Making Your Art Work for You

Post two, welcome back!
Today I want to talk about something weighing especially heavy on my mind with the holiday season upon us, and that’s how to earn a comfortable living while staying true to your art. It’s possible, I promise.
I know a lot of us read those clickbait articles titled ‘100 ways to save’, or ’50 legal ways to make money from home’…and while some of these articles may contain a few useful tidbits, I would argue that downloading survey apps or depriving yourself Starbucks won’t make much of a difference in the long run, other than making you cranky.
As obvious as it might seem, I’ve found that increasing your sources of income, (AKA: booking more gigs!) while decreasing your extraneous spending (creatively! —> this will be the subject of my next post) will allow you to work towards your financial goals without getting off-track artistically.
(In other words, NO, you don’t have to get that part-time “real job” to survive as an artist.)
Increasing your sources of income by getting booked more…let’s get started:
I get messages from time to time from my peers, asking, in short: “how do you book your gigs?”
I can offer plenty of advice and casting resources and that’s typically what I do…however, what I think ultimately sets you apart is your approach, sometimes it’s just as much about “how” we do what we do, so that’s what I want to talk about here:
Patience + persistence + communication.
Understand that finding work in your field may be difficult, but is not impossible.

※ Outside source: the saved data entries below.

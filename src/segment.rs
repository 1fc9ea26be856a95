//! Boundary segment decomposition.
//!
//! Every mesh edge crossing a plate boundary is visited exactly once and the
//! relative rigid-body velocity at its midpoint is split into a
//! boundary-normal part (compression or extension) and a boundary-tangential
//! part (shear). Because plate velocity is evaluated at the midpoint rather
//! than at the cell centers, a pure rotation differential produces nonzero
//! shear even with zero net translation.

use glam::Vec2;

use crate::config::SegmentConfig;
use crate::constants::{
    COMPRESSION_RESISTANCE_BASE, CONV_FRACTURE_FACTOR, CONV_VOLCANISM_FACTOR,
    DIV_FRACTURE_FACTOR, DIV_VOLCANISM_FACTOR, EPS_LEN, EXTENSION_WEAKNESS_BASE,
    EXTENSION_WEAKNESS_SLOPE, TRANSFORM_FRACTURE_FACTOR,
};
use crate::field::BoundaryClass;
use crate::mesh::NeighborhoodMesh;
use crate::motion::{plate_velocity_at, PlateMotion};
use crate::plate::{Crust, CrustKind, PlateGraph};
use crate::util::StageTimer;

/// One decomposed boundary edge, stored once per adjacency pair
/// (`a_cell < b_cell`).
#[derive(Clone, Debug)]
pub struct BoundarySegment {
    pub a_cell: u32,
    pub b_cell: u32,
    pub plate_a: u16,
    pub plate_b: u16,

    /// Dominant regime, or `None` below the intensity gate.
    pub regime: BoundaryClass,

    /// Which side subducts at a convergent segment: -1 = A side, +1 = B
    /// side, 0 = undecided.
    pub polarity: i8,

    pub compression: u8,
    pub extension: u8,
    pub shear: u8,

    /// Secondary volcanism, a fixed linear function of the regime's primary
    /// intensity.
    pub volcanism: u8,

    /// Secondary fracture, likewise.
    pub fracture: u8,

    /// Relative velocity direction, quantized to a signed byte per axis.
    pub drift_u: i8,
    pub drift_v: i8,
}

/// Decompose every plate-boundary edge of the mesh.
pub fn decompose_segments(
    mesh: &NeighborhoodMesh,
    plates: &PlateGraph,
    crust: &Crust,
    motion: &PlateMotion,
    config: &SegmentConfig,
) -> Vec<BoundarySegment> {
    let _t = StageTimer::new("segment decomposition");

    let n = mesh.cell_count;
    assert_eq!(plates.cell_plate.len(), n);
    assert_eq!(crust.kind.len(), n);
    assert_eq!(crust.strength.len(), n);
    let mut segments = Vec::new();

    for a in 0..n {
        let plate_a = plates.cell_plate[a];
        for &b in mesh.neighbors(a) {
            let b = b as usize;
            if b <= a || b >= n {
                continue; // each undirected edge once
            }
            let plate_b = plates.cell_plate[b];
            if plate_a == plate_b {
                continue;
            }

            if let Some(segment) =
                decompose_edge(mesh, crust, motion, config, a, b, plate_a, plate_b)
            {
                segments.push(segment);
            }
        }
    }

    segments
}

#[allow(clippy::too_many_arguments)]
fn decompose_edge(
    mesh: &NeighborhoodMesh,
    crust: &Crust,
    motion: &PlateMotion,
    config: &SegmentConfig,
    a: usize,
    b: usize,
    plate_a: u16,
    plate_b: u16,
) -> Option<BoundarySegment> {
    let delta = mesh.delta(a, b);
    let len = delta.length();
    if len <= EPS_LEN {
        return None; // degenerate edge
    }
    let normal = delta / len;
    let tangent = Vec2::new(-normal.y, normal.x);

    // Rigid velocity of each plate at the shared midpoint.
    let midpoint = mesh.site(a) + 0.5 * delta;
    let vel = |plate: u16| {
        let p = plate as usize;
        let c = motion.center[p];
        let r = Vec2::new(mesh.wrap_dx(midpoint.x - c.x), midpoint.y - c.y);
        plate_velocity_at(motion, p, r)
    };
    let relative = vel(plate_b) - vel(plate_a);

    // Normal points A -> B, so a negative normal velocity closes the edge.
    let vn = relative.dot(normal);
    let vt = relative.dot(tangent);

    // Crustal resistance scales compression up and extension down: strong
    // crust resists being shortened more than it resists being pulled apart.
    let strength_a = crust.strength[a].clamp(0.0, 1.0);
    let strength_b = crust.strength[b].clamp(0.0, 1.0);
    let resistance = 0.5 * (strength_a + strength_b);

    let scale = config.intensity_scale;
    let compression = to_byte((-vn).max(0.0) * scale * (COMPRESSION_RESISTANCE_BASE + resistance));
    let extension = to_byte(
        vn.max(0.0) * scale * (EXTENSION_WEAKNESS_BASE - EXTENSION_WEAKNESS_SLOPE * resistance),
    );
    let shear = to_byte(vt.abs() * scale);

    // Largest component wins; ties break compression > extension > shear.
    let mut regime = BoundaryClass::None;
    let mut primary = 0u8;
    for (value, class) in [
        (compression, BoundaryClass::Convergent),
        (extension, BoundaryClass::Divergent),
        (shear, BoundaryClass::Transform),
    ] {
        if value > primary {
            primary = value;
            regime = class;
        }
    }
    if primary < config.regime_min_intensity {
        regime = BoundaryClass::None;
        primary = 0;
    }

    let polarity = if regime == BoundaryClass::Convergent {
        convergent_polarity(
            crust.kind[a],
            crust.kind[b],
            strength_a,
            strength_b,
            config.polarity_strength_threshold,
        )
    } else {
        0
    };

    let (volcanism, fracture) = match regime {
        BoundaryClass::Convergent => (
            scaled(primary, CONV_VOLCANISM_FACTOR),
            scaled(primary, CONV_FRACTURE_FACTOR),
        ),
        BoundaryClass::Divergent => (
            scaled(primary, DIV_VOLCANISM_FACTOR),
            scaled(primary, DIV_FRACTURE_FACTOR),
        ),
        BoundaryClass::Transform => (0, scaled(primary, TRANSFORM_FRACTURE_FACTOR)),
        BoundaryClass::None => (0, 0),
    };

    let drift = if relative.length() > EPS_LEN {
        relative.normalize() * 127.0
    } else {
        Vec2::ZERO
    };

    Some(BoundarySegment {
        a_cell: a as u32,
        b_cell: b as u32,
        plate_a,
        plate_b,
        regime,
        polarity,
        compression,
        extension,
        shear,
        volcanism,
        fracture,
        drift_u: drift.x.round().clamp(-127.0, 127.0) as i8,
        drift_v: drift.y.round().clamp(-127.0, 127.0) as i8,
    })
}

/// Who subducts: crust-kind asymmetry decides first (oceanic dives under
/// continental); between like crusts the clearly weaker side subducts;
/// otherwise undecided.
fn convergent_polarity(
    kind_a: CrustKind,
    kind_b: CrustKind,
    strength_a: f32,
    strength_b: f32,
    threshold: f32,
) -> i8 {
    match (kind_a, kind_b) {
        (CrustKind::Oceanic, CrustKind::Continental) => -1,
        (CrustKind::Continental, CrustKind::Oceanic) => 1,
        _ => {
            if strength_a < strength_b - threshold {
                -1
            } else if strength_b < strength_a - threshold {
                1
            } else {
                0
            }
        }
    }
}

fn to_byte(value: f32) -> u8 {
    value.round().clamp(0.0, 255.0) as u8
}

fn scaled(primary: u8, factor: f32) -> u8 {
    (primary as f32 * factor).round().clamp(0.0, 255.0) as u8
}
//! Wall slabs.

use super::geometry::MeshAccumulator;
use crate::material::SurfaceMaterial;
use crate::types::{plan_to_world, Wall};
use glam::Vec3;

/// Walls shorter than this (cm) produce no geometry.
pub const MIN_WALL_LENGTH: f32 = 1e-3;

/// Resolved dimensions and appearance of one wall.
#[derive(Debug, Clone)]
pub struct WallShape<'a> {
    pub base: f32,
    pub height: f32,
    pub thickness: f32,
    pub left: &'a SurfaceMaterial,
    pub right: &'a SurfaceMaterial,
}

/// Emit the six faces of a wall slab.
///
/// The left side lies along `(-dy, dx)` from the center line. The right face
/// uses `right`; the caps, top and bottom share the left material. Returns
/// `false` for a degenerate wall.
pub fn build_wall(mesh: &mut MeshAccumulator, wall: &Wall, shape: &WallShape<'_>) -> bool {
    let length = wall.length();
    if length.is_nan() || length < MIN_WALL_LENGTH {
        return false;
    }

    let [sx, sy] = wall.start;
    let [ex, ey] = wall.end;
    let dir = [(ex - sx) / length, (ey - sy) / length];
    let half = shape.thickness * 0.5;
    let off = [-dir[1] * half, dir[0] * half];

    let low = shape.base;
    let high = shape.base + shape.height;
    let point = |p: [f32; 2], sign: f32, y: f32| {
        plan_to_world([p[0] + off[0] * sign, p[1] + off[1] * sign], y)
    };

    let a_l0 = mesh.add_vertex(point(wall.start, 1.0, low));
    let b_l0 = mesh.add_vertex(point(wall.end, 1.0, low));
    let b_lh = mesh.add_vertex(point(wall.end, 1.0, high));
    let a_lh = mesh.add_vertex(point(wall.start, 1.0, high));
    let a_r0 = mesh.add_vertex(point(wall.start, -1.0, low));
    let b_r0 = mesh.add_vertex(point(wall.end, -1.0, low));
    let b_rh = mesh.add_vertex(point(wall.end, -1.0, high));
    let a_rh = mesh.add_vertex(point(wall.start, -1.0, high));

    let along = Vec3::new(dir[0], 0.0, dir[1]);
    let left_normal = Vec3::new(-dir[1], 0.0, dir[0]);

    let left = shape.left;
    let right = shape.right;
    let quads = [
        ([a_l0, b_l0, b_lh, a_lh], left_normal, left),
        ([a_r0, a_rh, b_rh, b_r0], -left_normal, right),
        ([a_lh, b_lh, b_rh, a_rh], Vec3::Y, left),
        ([a_l0, a_r0, b_r0, b_l0], Vec3::NEG_Y, left),
        ([a_r0, a_l0, a_lh, a_rh], -along, left),
        ([b_l0, b_r0, b_rh, b_lh], along, left),
    ];
    for (verts, normal, material) in quads {
        mesh.add_surface_quad(verts, normal, &material.name, material.transform.as_ref());
    }
    true
}

#[cfg(test)]
mod tests {
    use super::*;
    use crate::material::TextureTransform;

    fn flat(name: &str) -> SurfaceMaterial {
        SurfaceMaterial::flat(name.to_string())
    }

    fn shape<'a>(left: &'a SurfaceMaterial, right: &'a SurfaceMaterial) -> WallShape<'a> {
        WallShape {
            base: 0.0,
            height: 250.0,
            thickness: 10.0,
            left,
            right,
        }
    }

    #[test]
    fn test_wall_emits_six_quads() {
        let (l, r) = (flat("left"), flat("right"));
        let mut mesh = MeshAccumulator::new();
        assert!(build_wall(&mut mesh, &Wall::new([0.0, 0.0], [100.0, 0.0]), &shape(&l, &r)));
        assert_eq!(mesh.vertex_count(), 8);
        assert_eq!(mesh.face_count(), 12);
        assert_eq!(mesh.normals.len(), 6);
        assert_eq!(mesh.faces.iter().filter(|f| f.material == "right").count(), 2);
    }

    #[test]
    fn test_wall_faces_sit_at_half_thickness() {
        let (l, r) = (flat("left"), flat("right"));
        let mut mesh = MeshAccumulator::new();
        build_wall(&mut mesh, &Wall::new([0.0, 0.0], [100.0, 0.0]), &shape(&l, &r));

        let zs: Vec<f32> = mesh.vertices.iter().map(|v| v.z).collect();
        assert!(zs[..4].iter().all(|&z| (z - 5.0).abs() < 1e-5));
        assert!(zs[4..].iter().all(|&z| (z + 5.0).abs() < 1e-5));
        let max_y = mesh.vertices.iter().map(|v| v.y).fold(f32::MIN, f32::max);
        assert_eq!(max_y, 250.0);

        assert_eq!(mesh.normals[0], Vec3::Z);
        assert_eq!(mesh.normals[1], Vec3::NEG_Z);
    }

    #[test]
    fn test_winding_matches_normals() {
        let (l, r) = (flat("left"), flat("right"));
        let mut mesh = MeshAccumulator::new();
        build_wall(&mut mesh, &Wall::new([30.0, -20.0], [80.0, 140.0]), &shape(&l, &r));

        for face in &mesh.faces {
            let [a, b, c] = face.vertices.map(|v| mesh.position(v));
            let geometric = (b - a).cross(c - a).normalize();
            let normal = face.normals.map(|n| mesh.normals[n[0] as usize - 1]).unwrap();
            assert!(geometric.dot(normal) > 0.99, "face {:?}", face);
        }
    }

    #[test]
    fn test_degenerate_wall_is_skipped() {
        let (l, r) = (flat("left"), flat("right"));
        let mut mesh = MeshAccumulator::new();
        assert!(!build_wall(&mut mesh, &Wall::new([5.0, 5.0], [5.0, 5.0]), &shape(&l, &r)));
        assert!(mesh.is_empty());
        assert_eq!(mesh.vertex_count(), 0);
    }

    #[test]
    fn test_textured_side_gets_uvs() {
        let l = SurfaceMaterial {
            name: "wall_0_left_texture".to_string(),
            transform: Some(TextureTransform::default()),
        };
        let r = flat("right");
        let mut mesh = MeshAccumulator::new();
        build_wall(&mut mesh, &Wall::new([0.0, 0.0], [100.0, 0.0]), &shape(&l, &r));

        let textured = mesh.faces.iter().filter(|f| f.uvs.is_some()).count();
        assert_eq!(textured, 10);
        assert!(mesh.tex_coords.iter().all(|uv| (0.0..1.0).contains(&uv[0])));
    }
}
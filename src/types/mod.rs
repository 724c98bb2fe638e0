//! Shared types used throughout the library.

mod home;
mod surface;
mod transform;

pub use home::{Color, Furniture, Home, Room, Surface, SurfaceTexture, Wall};
pub use surface::SurfaceKind;
pub use transform::PlacementTransform;

use glam::Vec3;

/// Map a plan point (centimeters, y pointing "down" the plan) to world space.
///
/// World space is Y-up; plan y becomes world z.
pub fn plan_to_world(point: [f32; 2], elevation: f32) -> Vec3 {
    Vec3::new(point[0], elevation, point[1])
}

/// An axis-aligned bounding box.
#[derive(Debug, Clone, Copy, PartialEq)]
pub struct BoundingBox {
    pub min: [f32; 3],
    pub max: [f32; 3],
}

impl BoundingBox {
    pub fn new(min: [f32; 3], max: [f32; 3]) -> Self {
        Self { min, max }
    }

    /// Unit box centered on x/z with its bottom at y=0.
    pub fn unit() -> Self {
        Self::new([-0.5, 0.0, -0.5], [0.5, 1.0, 0.5])
    }

    pub fn from_points(points: impl Iterator<Item = [f32; 3]>) -> Option<Self> {
        let mut min = [f32::MAX; 3];
        let mut max = [f32::MIN; 3];
        let mut has_points = false;

        for p in points {
            has_points = true;
            for i in 0..3 {
                min[i] = min[i].min(p[i]);
                max[i] = max[i].max(p[i]);
            }
        }

        if has_points {
            Some(Self { min, max })
        } else {
            None
        }
    }

    pub fn dimensions(&self) -> [f32; 3] {
        [
            self.max[0] - self.min[0],
            self.max[1] - self.min[1],
            self.max[2] - self.min[2],
        ]
    }

    /// The eight corners, bottom ring first, counter-clockwise seen from above.
    pub fn corners(&self) -> [Vec3; 8] {
        let [x0, y0, z0] = self.min;
        let [x1, y1, z1] = self.max;
        [
            Vec3::new(x0, y0, z0),
            Vec3::new(x0, y0, z1),
            Vec3::new(x1, y0, z1),
            Vec3::new(x1, y0, z0),
            Vec3::new(x0, y1, z0),
            Vec3::new(x0, y1, z1),
            Vec3::new(x1, y1, z1),
            Vec3::new(x1, y1, z0),
        ]
    }
}

#[cfg(test)]
mod tests {
    use super::*;

    #[test]
    fn test_bounding_box_from_points() {
        let bb = BoundingBox::from_points(
            [[1.0, 2.0, 3.0], [-1.0, 5.0, 0.0]].into_iter(),
        )
        .unwrap();
        assert_eq!(bb.min, [-1.0, 2.0, 0.0]);
        assert_eq!(bb.dimensions(), [2.0, 3.0, 3.0]);
        assert!(BoundingBox::from_points(std::iter::empty()).is_none());
    }

    #[test]
    fn test_plan_to_world() {
        assert_eq!(plan_to_world([10.0, 20.0], 5.0), Vec3::new(10.0, 5.0, 20.0));
    }
}
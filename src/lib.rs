//! # Floor-plan Mesher
//!
//! A Rust library for exporting house floor plans as textured 3D meshes.
//!
//! ## Overview
//!
//! This library takes a home (walls, rooms and furniture placements, in
//! centimeters on a 2D plan) plus access to its resources, and produces a
//! Wavefront OBJ mesh with an MTL material library, the texture files those
//! materials reference, and a JSON metadata sidecar.
//!
//! Walls become six-sided slabs, rooms become floor and ceiling polygons, and
//! furniture pieces import their OBJ model from a ZIP archive. A piece whose
//! model cannot be used is replaced by a box of the same size.
//!
//! ## Quick Start
//!
//! ```ignore
//! use floorplan_mesher::{DirectoryFetcher, Exporter, Home};
//!
//! let home = Home::from_json(&std::fs::read_to_string("home.json")?)?;
//! let exporter = Exporter::new(DirectoryFetcher::new("path/to/resources"));
//!
//! let output = exporter.export(&home, "home")?;
//! std::fs::write("home.zip", output.to_zip()?)?;
//! std::fs::write("home.json", output.metadata_json()?)?;
//! ```
//!
//! ## Resources
//!
//! Model archives and texture images are read through the
//! [`ResourceFetcher`] trait. [`DirectoryFetcher`] reads from disk and
//! [`MemoryFetcher`] serves bytes supplied by the host.

pub mod error;
pub mod types;
pub mod resource;
pub mod mesher;
pub mod material;
pub mod export;

// Re-export main types for convenience
pub use error::{ExportError, Result};
pub use types::{BoundingBox, Color, Furniture, Home, Room, SurfaceKind, SurfaceTexture, Wall};
pub use resource::{DirectoryFetcher, MemoryFetcher, ModelArchive, ResourceFetcher, ResourceLocator};
pub use mesher::{ExportConfig, ExportStats, Exporter, MeshAccumulator, SceneMesh};
pub use material::{Material, MaterialLibrary, TextureAsset, TextureTransform};
pub use export::{write_bundle, write_mtl, write_obj, ExportOutput, HomeMetadata};

/// Export a home with resources read from a directory.
pub fn export_home<P: AsRef<std::path::Path>>(
    home: &Home,
    resources: P,
    config: ExportConfig,
    name: &str,
) -> Result<ExportOutput> {
    Exporter::with_config(DirectoryFetcher::new(resources), config).export(home, name)
}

Set aside at least 30 minutes per day to look for new gigs or employment opportunities. For me this is the first thing I do each morning: I make my coffee, curl up on my couch, and apply for as many castings as I can before getting my day started. Devote daily and weekly time to marketing yourself and your art, and accept that it may take weeks or months to start seeing this effort pay off. Remember that so much of casting is determined by factors completely out of your control, like height, ethnicity, and body type. These factors can cost you jobs but can just as well land you jobs. Don’t try to change the industry, change how you move through it.
People will forget about you, if you don’t remind them. Show up to auditions in-person as often as you can. Keep showing up after rejection, again and again, even when it makes you feel crazy. Reach out to former employers as well as those you hope to work with, on a quarterly basis, every 3-4 months or so, as you deem appropriate, to share your availability, and update your headshot and resume. Update your social media, portfolios, or website religiously, and with quality content.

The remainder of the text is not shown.